[Dataset entries]
◆ ◆ ◆

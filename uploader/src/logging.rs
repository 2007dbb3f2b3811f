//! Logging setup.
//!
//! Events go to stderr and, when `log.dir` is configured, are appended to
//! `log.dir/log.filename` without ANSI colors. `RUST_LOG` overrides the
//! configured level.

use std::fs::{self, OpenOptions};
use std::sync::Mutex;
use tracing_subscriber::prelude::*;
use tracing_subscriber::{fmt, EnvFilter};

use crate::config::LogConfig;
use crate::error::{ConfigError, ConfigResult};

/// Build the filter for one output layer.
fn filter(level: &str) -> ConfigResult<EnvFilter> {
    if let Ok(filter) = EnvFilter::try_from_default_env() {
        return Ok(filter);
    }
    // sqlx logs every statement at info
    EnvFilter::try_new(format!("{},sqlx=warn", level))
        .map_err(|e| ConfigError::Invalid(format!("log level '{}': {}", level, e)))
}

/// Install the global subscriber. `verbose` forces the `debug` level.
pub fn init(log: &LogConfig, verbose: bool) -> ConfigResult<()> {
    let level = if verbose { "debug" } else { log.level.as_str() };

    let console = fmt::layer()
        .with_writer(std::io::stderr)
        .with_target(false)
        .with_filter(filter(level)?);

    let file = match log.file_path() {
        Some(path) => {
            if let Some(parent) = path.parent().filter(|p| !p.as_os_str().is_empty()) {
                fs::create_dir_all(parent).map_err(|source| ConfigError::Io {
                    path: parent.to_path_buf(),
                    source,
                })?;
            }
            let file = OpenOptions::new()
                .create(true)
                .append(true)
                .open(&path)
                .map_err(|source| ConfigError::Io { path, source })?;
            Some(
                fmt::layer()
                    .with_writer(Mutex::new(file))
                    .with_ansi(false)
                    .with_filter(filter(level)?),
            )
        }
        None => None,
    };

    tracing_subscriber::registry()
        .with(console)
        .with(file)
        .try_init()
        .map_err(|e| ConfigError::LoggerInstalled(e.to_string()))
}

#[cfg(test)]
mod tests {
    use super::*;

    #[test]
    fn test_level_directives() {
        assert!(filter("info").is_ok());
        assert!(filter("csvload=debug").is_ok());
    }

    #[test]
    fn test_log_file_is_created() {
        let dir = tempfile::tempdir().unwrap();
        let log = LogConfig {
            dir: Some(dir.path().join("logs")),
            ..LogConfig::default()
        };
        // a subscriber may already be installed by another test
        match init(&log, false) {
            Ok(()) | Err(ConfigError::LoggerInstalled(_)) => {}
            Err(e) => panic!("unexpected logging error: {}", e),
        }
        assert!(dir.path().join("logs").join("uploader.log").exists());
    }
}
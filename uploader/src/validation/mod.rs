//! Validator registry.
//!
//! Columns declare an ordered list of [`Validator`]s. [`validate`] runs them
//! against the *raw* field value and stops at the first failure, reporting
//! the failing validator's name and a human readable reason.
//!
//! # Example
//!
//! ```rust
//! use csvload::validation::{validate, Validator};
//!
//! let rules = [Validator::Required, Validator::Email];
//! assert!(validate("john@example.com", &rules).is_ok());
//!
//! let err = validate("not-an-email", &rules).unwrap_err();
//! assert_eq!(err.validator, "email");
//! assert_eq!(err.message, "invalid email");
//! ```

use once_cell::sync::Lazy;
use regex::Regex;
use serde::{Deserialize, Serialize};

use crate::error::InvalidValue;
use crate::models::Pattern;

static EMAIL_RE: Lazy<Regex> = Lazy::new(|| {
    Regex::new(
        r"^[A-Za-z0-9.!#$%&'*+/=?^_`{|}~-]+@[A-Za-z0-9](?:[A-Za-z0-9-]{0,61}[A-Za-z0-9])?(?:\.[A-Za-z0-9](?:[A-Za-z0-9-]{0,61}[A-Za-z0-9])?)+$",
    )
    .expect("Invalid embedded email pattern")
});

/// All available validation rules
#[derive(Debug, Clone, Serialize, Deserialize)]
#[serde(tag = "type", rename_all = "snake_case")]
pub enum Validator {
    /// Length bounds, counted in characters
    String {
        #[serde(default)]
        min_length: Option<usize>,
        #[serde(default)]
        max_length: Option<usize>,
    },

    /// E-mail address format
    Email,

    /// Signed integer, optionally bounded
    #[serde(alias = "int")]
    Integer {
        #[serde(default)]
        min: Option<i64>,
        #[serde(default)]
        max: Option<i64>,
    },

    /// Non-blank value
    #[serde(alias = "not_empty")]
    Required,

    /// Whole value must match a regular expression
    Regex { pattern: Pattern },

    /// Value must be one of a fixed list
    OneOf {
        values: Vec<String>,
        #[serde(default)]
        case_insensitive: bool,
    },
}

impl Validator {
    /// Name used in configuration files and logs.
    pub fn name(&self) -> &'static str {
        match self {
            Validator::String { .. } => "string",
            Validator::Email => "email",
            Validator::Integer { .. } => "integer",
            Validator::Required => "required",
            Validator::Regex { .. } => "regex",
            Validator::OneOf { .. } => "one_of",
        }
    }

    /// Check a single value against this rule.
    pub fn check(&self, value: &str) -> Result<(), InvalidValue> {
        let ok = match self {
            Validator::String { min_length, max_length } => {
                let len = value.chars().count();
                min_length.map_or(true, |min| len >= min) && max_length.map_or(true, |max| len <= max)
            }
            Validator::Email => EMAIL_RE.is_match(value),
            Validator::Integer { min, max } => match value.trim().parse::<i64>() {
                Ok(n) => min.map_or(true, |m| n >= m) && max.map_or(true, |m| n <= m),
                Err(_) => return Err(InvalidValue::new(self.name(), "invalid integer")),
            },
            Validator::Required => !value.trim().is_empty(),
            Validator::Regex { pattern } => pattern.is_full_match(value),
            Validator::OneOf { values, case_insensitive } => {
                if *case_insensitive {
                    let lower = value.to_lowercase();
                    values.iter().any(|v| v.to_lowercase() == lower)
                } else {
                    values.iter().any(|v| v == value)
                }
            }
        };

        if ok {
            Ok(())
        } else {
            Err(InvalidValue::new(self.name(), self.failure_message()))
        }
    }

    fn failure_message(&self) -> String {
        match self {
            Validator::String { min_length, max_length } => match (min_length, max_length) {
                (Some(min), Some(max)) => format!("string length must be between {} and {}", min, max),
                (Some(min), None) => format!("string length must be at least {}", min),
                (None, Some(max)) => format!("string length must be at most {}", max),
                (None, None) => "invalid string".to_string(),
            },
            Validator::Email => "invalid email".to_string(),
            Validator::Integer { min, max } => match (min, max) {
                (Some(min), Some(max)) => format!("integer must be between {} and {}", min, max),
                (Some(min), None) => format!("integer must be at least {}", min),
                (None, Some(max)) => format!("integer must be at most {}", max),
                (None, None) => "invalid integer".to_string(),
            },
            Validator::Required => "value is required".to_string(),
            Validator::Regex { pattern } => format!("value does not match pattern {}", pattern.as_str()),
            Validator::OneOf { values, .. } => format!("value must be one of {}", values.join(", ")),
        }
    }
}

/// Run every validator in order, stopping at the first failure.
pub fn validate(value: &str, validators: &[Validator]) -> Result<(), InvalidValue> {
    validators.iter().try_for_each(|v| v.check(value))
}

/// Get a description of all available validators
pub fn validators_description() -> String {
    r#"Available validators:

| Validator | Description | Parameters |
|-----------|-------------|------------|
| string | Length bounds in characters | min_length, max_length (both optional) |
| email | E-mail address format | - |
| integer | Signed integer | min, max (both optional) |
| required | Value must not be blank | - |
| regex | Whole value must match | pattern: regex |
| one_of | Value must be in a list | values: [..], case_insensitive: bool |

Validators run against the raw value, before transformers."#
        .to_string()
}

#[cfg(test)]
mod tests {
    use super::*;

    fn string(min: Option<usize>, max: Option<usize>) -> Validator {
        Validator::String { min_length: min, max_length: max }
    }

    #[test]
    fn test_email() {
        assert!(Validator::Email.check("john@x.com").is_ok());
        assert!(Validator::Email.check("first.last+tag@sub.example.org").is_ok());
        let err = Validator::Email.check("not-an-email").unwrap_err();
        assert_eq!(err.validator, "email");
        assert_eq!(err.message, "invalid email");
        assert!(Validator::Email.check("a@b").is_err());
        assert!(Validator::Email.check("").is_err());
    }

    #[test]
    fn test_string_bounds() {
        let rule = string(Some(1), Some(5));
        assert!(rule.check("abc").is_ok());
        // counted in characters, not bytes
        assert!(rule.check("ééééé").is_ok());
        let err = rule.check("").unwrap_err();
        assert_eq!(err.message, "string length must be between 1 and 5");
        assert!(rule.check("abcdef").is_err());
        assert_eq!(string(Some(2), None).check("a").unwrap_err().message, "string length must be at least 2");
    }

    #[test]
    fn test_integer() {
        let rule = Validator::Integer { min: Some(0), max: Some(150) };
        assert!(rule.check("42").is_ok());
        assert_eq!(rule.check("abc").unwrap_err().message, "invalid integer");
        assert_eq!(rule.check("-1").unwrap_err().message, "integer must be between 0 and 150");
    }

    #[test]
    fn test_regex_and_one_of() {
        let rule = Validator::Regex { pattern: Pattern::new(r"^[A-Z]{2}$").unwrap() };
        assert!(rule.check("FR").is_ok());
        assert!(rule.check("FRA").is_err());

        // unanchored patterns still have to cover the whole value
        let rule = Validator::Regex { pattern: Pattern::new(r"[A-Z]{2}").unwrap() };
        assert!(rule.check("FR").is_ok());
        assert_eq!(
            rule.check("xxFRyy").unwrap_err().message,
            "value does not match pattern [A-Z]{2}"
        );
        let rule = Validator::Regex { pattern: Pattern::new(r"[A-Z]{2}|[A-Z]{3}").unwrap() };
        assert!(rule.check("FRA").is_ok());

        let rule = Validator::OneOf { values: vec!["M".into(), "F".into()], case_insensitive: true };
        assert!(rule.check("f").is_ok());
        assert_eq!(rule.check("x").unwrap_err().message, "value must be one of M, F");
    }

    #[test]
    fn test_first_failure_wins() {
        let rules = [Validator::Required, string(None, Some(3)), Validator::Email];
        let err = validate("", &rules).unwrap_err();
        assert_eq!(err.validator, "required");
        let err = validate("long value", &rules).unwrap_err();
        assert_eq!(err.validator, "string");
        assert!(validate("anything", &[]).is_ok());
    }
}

◆ ◆ ◆

• What this task involves
Tell how many lines of the data include the word "else", without any other words.

• Answer section
3